#### [TASK BRIEF]
Provide the data again exactly, including every line that follows.

○ ○ ○ ○ ○ ○ ○

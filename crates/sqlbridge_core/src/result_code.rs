//! Result code registry.
//!
//! Static table mapping the engine's primary result codes to canonical
//! descriptions. Codes are partitioned into `Ok`, the two continuation codes
//! (`Row`, `Done`) and true errors.

use crate::error::{BridgeError, BridgeResult};
use std::fmt;

/// A primary result code reported by the native engine.
#[derive(Debug, Clone, Copy, PartialEq, Eq, Hash)]
#[repr(i32)]
pub enum ResultCode {
    /// Successful result.
    Ok = 0,
    /// Generic error.
    Error = 1,
    /// Internal logic error in the engine.
    Internal = 2,
    /// Access permission denied.
    Perm = 3,
    /// Callback routine requested an abort.
    Abort = 4,
    /// The database file is locked.
    Busy = 5,
    /// A table in the database is locked.
    Locked = 6,
    /// A malloc() failed.
    NoMem = 7,
    /// Attempt to write a readonly database.
    ReadOnly = 8,
    /// Operation terminated by an interrupt.
    Interrupt = 9,
    /// Some kind of disk I/O error occurred.
    IoErr = 10,
    /// The database disk image is malformed.
    Corrupt = 11,
    /// Unknown opcode in file control.
    NotFound = 12,
    /// Insertion failed because database is full.
    Full = 13,
    /// Unable to open the database file.
    CantOpen = 14,
    /// Database lock protocol error.
    Protocol = 15,
    /// Internal use only.
    Empty = 16,
    /// The database schema changed.
    Schema = 17,
    /// String or BLOB exceeds size limit.
    TooBig = 18,
    /// Abort due to constraint violation.
    Constraint = 19,
    /// Data type mismatch.
    Mismatch = 20,
    /// Library used incorrectly.
    Misuse = 21,
    /// Uses OS features not supported on host.
    NoLfs = 22,
    /// Authorization denied.
    Auth = 23,
    /// Not used.
    Format = 24,
    /// Bind parameter index out of range.
    Range = 25,
    /// File opened that is not a database file.
    NotADb = 26,
    /// Notification from the engine log.
    Notice = 27,
    /// Warning from the engine log.
    Warning = 28,
    /// `step` has another row ready.
    Row = 100,
    /// `step` has finished executing.
    Done = 101,
}

/// Coarse classification of a result code.
#[derive(Debug, Clone, Copy, PartialEq, Eq)]
pub enum CodeCategory {
    /// Success.
    Ok,
    /// Non-error continuation code (`Row`, `Done`).
    Continuation,
    /// A true error.
    Error,
}

const REGISTRY: [(ResultCode, &str); 31] = [
    (ResultCode::Ok, "Successful result"),
    (ResultCode::Error, "Generic error"),
    (ResultCode::Internal, "Internal logic error in SQLite"),
    (ResultCode::Perm, "Access permission denied"),
    (ResultCode::Abort, "Callback routine requested an abort"),
    (ResultCode::Busy, "The database file is locked"),
    (ResultCode::Locked, "A table in the database is locked"),
    (ResultCode::NoMem, "A malloc() failed"),
    (ResultCode::ReadOnly, "Attempt to write a readonly database"),
    (ResultCode::Interrupt, "Operation terminated by sqlite3_interrupt()"),
    (ResultCode::IoErr, "Some kind of disk I/O error occurred"),
    (ResultCode::Corrupt, "The database disk image is malformed"),
    (ResultCode::NotFound, "Unknown opcode in sqlite3_file_control()"),
    (ResultCode::Full, "Insertion failed because database is full"),
    (ResultCode::CantOpen, "Unable to open the database file"),
    (ResultCode::Protocol, "Database lock protocol error"),
    (ResultCode::Empty, "Internal use only"),
    (ResultCode::Schema, "The database schema changed"),
    (ResultCode::TooBig, "String or BLOB exceeds size limit"),
    (ResultCode::Constraint, "Abort due to constraint violation"),
    (ResultCode::Mismatch, "Data type mismatch"),
    (ResultCode::Misuse, "Library used incorrectly"),
    (ResultCode::NoLfs, "Uses OS features not supported on host"),
    (ResultCode::Auth, "Authorization denied"),
    (ResultCode::Format, "Not used"),
    (ResultCode::Range, "2nd parameter to sqlite3_bind out of range"),
    (ResultCode::NotADb, "File opened that is not a database file"),
    (ResultCode::Notice, "Notifications from sqlite3_log()"),
    (ResultCode::Warning, "Warnings from sqlite3_log()"),
    (ResultCode::Row, "sqlite3_step() has another row ready"),
    (ResultCode::Done, "sqlite3_step() has finished executing"),
];

impl ResultCode {
    /// Every code in the registry, in numeric order.
    pub fn all() -> impl Iterator<Item = ResultCode> {
        REGISTRY.iter().map(|(code, _)| *code)
    }

    /// Looks up a code by its exact numeric value.
    pub fn from_raw(raw: i32) -> Option<Self> {
        REGISTRY
            .iter()
            .find(|(code, _)| *code as i32 == raw)
            .map(|(code, _)| *code)
    }

    /// Looks up a code, reducing extended codes to their primary code.
    pub fn from_extended(raw: i32) -> Option<Self> {
        Self::from_raw(raw).or_else(|| match Self::from_raw(raw & 0xff) {
            Some(Self::Ok) | None => None,
            primary => primary,
        })
    }

    /// Returns the numeric value.
    pub const fn raw(self) -> i32 {
        self as i32
    }

    /// Returns the canonical description.
    pub fn description(self) -> &'static str {
        REGISTRY
            .iter()
            .find(|(code, _)| *code == self)
            .map_or("", |(_, desc)| desc)
    }

    /// Returns the category of this code.
    pub const fn category(self) -> CodeCategory {
        match self {
            Self::Ok => CodeCategory::Ok,
            Self::Row | Self::Done => CodeCategory::Continuation,
            _ => CodeCategory::Error,
        }
    }

    /// Returns true for `Busy` and `Locked`.
    pub const fn is_busy(self) -> bool {
        matches!(self, Self::Busy | Self::Locked)
    }
}

impl fmt::Display for ResultCode {
    fn fmt(&self, f: &mut fmt::Formatter<'_>) -> fmt::Result {
        write!(f, "{} ({})", self.description(), self.raw())
    }
}

/// Fails unless `raw` is `Ok`.
///
/// Used by calls that require unconditional success (open, exec, prepare),
/// so `Row` and `Done` fail here too. Extended codes are reported under
/// their primary code; codes outside the registry fail as generic errors.
pub fn check_return_code(raw: i32) -> BridgeResult<()> {
    if raw == ResultCode::Ok.raw() {
        return Ok(());
    }
    match ResultCode::from_extended(raw) {
        Some(code) => Err(BridgeError::native(code)),
        None => Err(BridgeError::native_with_detail(
            ResultCode::Error,
            format!("unknown result code {raw}"),
        )),
    }
}

/// Returns true if `raw` (possibly extended) is busy or locked.
pub fn is_busy_code(raw: i32) -> bool {
    ResultCode::from_extended(raw).is_some_and(ResultCode::is_busy)
}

○ ○ ○ ○ ○ ○ ○

#### [ANSWER SECTION]
filename crates/sqlbridge_core/src/result_code.rs
//! Result code registry.
//!
//! Static table mapping the engine's primary result codes to canonical
//! descriptions. Codes are partitioned into `Ok`, the two continuation codes
//! (`Row`, `Done`) and true errors.

use crate::error::{BridgeError, BridgeResult};
use std::fmt;

/// A primary result code reported by the native engine.
#[derive(Debug, Clone, Copy, PartialEq, Eq, Hash)]
#[repr(i32)]
pub enum ResultCode {
    /// Successful result.
    Ok = 0,
    /// Generic error.
    Error = 1,
    /// Internal logic error in the engine.
    Internal = 2,
    /// Access permission denied.
    Perm = 3,
    /// Callback routine requested an abort.
    Abort = 4,
    /// The database file is locked.
    Busy = 5,
    /// A table in the database is locked.
    Locked = 6,
    /// A malloc() failed.
    NoMem = 7,
    /// Attempt to write a readonly database.
    ReadOnly = 8,
    /// Operation terminated by an interrupt.
    Interrupt = 9,
    /// Some kind of disk I/O error occurred.
    IoErr = 10,
    /// The database disk image is malformed.
    Corrupt = 11,
    /// Unknown opcode in file control.
    NotFound = 12,
    /// Insertion failed because database is full.
    Full = 13,
    /// Unable to open the database file.
    CantOpen = 14,
    /// Database lock protocol error.
    Protocol = 15,
    /// Internal use only.
    Empty = 16,
    /// The database schema changed.
    Schema = 17,
    /// String or BLOB exceeds size limit.
    TooBig = 18,
    /// Abort due to constraint violation.
    Constraint = 19,
    /// Data type mismatch.
    Mismatch = 20,
    /// Library used incorrectly.
    Misuse = 21,
    /// Uses OS features not supported on host.
    NoLfs = 22,
    /// Authorization denied.
    Auth = 23,
    /// Not used.
    Format = 24,
    /// Bind parameter index out of range.
    Range = 25,
    /// File opened that is not a database file.
    NotADb = 26,
    /// Notification from the engine log.
    Notice = 27,
    /// Warning from the engine log.
    Warning = 28,
    /// `step` has another row ready.
    Row = 100,
    /// `step` has finished executing.
    Done = 101,
}

/// Coarse classification of a result code.
#[derive(Debug, Clone, Copy, PartialEq, Eq)]
pub enum CodeCategory {
    /// Success.
    Ok,
    /// Non-error continuation code (`Row`, `Done`).
    Continuation,
    /// A true error.
    Error,
}

const REGISTRY: [(ResultCode, &str); 31] = [
    (ResultCode::Ok, "Successful result"),
    (ResultCode::Error, "Generic error"),
    (ResultCode::Internal, "Internal logic error in SQLite"),
    (ResultCode::Perm, "Access permission denied"),
    (ResultCode::Abort, "Callback routine requested an abort"),
    (ResultCode::Busy, "The database file is locked"),
    (ResultCode::Locked, "A table in the database is locked"),
    (ResultCode::NoMem, "A malloc() failed"),
    (ResultCode::ReadOnly, "Attempt to write a readonly database"),
    (ResultCode::Interrupt, "Operation terminated by sqlite3_interrupt()"),
    (ResultCode::IoErr, "Some kind of disk I/O error occurred"),
    (ResultCode::Corrupt, "The database disk image is malformed"),
    (ResultCode::NotFound, "Unknown opcode in sqlite3_file_control()"),
    (ResultCode::Full, "Insertion failed because database is full"),
    (ResultCode::CantOpen, "Unable to open the database file"),
    (ResultCode::Protocol, "Database lock protocol error"),
    (ResultCode::Empty, "Internal use only"),
    (ResultCode::Schema, "The database schema changed"),
    (ResultCode::TooBig, "String or BLOB exceeds size limit"),
    (ResultCode::Constraint, "Abort due to constraint violation"),
    (ResultCode::Mismatch, "Data type mismatch"),
    (ResultCode::Misuse, "Library used incorrectly"),
    (ResultCode::NoLfs, "Uses OS features not supported on host"),
    (ResultCode::Auth, "Authorization denied"),
    (ResultCode::Format, "Not used"),
    (ResultCode::Range, "2nd parameter to sqlite3_bind out of range"),
    (ResultCode::NotADb, "File opened that is not a database file"),
    (ResultCode::Notice, "Notifications from sqlite3_log()"),
    (ResultCode::Warning, "Warnings from sqlite3_log()"),
    (ResultCode::Row, "sqlite3_step() has another row ready"),
    (ResultCode::Done, "sqlite3_step() has finished executing"),
];

impl ResultCode {
    /// Every code in the registry, in numeric order.
    pub fn all() -> impl Iterator<Item = ResultCode> {
        REGISTRY.iter().map(|(code, _)| *code)
    }

    /// Looks up a code by its exact numeric value.
    pub fn from_raw(raw: i32) -> Option<Self> {
        REGISTRY
            .iter()
            .find(|(code, _)| *code as i32 == raw)
            .map(|(code, _)| *code)
    }

    /// Looks up a code, reducing extended codes to their primary code.
    pub fn from_extended(raw: i32) -> Option<Self> {
        Self::from_raw(raw).or_else(|| match Self::from_raw(raw & 0xff) {
            Some(Self::Ok) | None => None,
            primary => primary,
        })
    }

    /// Returns the numeric value.
    pub const fn raw(self) -> i32 {
        self as i32
    }

    /// Returns the canonical description.
    pub fn description(self) -> &'static str {
        REGISTRY
            .iter()
            .find(|(code, _)| *code == self)
            .map_or("", |(_, desc)| desc)
    }

    /// Returns the category of this code.
    pub const fn category(self) -> CodeCategory {
        match self {
            Self::Ok => CodeCategory::Ok,
            Self::Row | Self::Done => CodeCategory::Continuation,
            _ => CodeCategory::Error,
        }
    }

    /// Returns true for `Busy` and `Locked`.
    pub const fn is_busy(self) -> bool {
        matches!(self, Self::Busy | Self::Locked)
    }
}

impl fmt::Display for ResultCode {
    fn fmt(&self, f: &mut fmt::Formatter<'_>) -> fmt::Result {
        write!(f, "{} ({})", self.description(), self.raw())
    }
}

/// Fails unless `raw` is `Ok`.
///
/// Used by calls that require unconditional success (open, exec, prepare),
/// so `Row` and `Done` fail here too. Extended codes are reported under
/// their primary code; codes outside the registry fail as generic errors.
pub fn check_return_code(raw: i32) -> BridgeResult<()> {
    if raw == ResultCode::Ok.raw() {
        return Ok(());
    }
    match ResultCode::from_extended(raw) {
        Some(code) => Err(BridgeError::native(code)),
        None => Err(BridgeError::native_with_detail(
            ResultCode::Error,
            format!("unknown result code {raw}"),
        )),
    }
}

/// Returns true if `raw` (possibly extended) is busy or locked.
pub fn is_busy_code(raw: i32) -> bool {
    ResultCode::from_extended(raw).is_some_and(ResultCode::is_busy)
}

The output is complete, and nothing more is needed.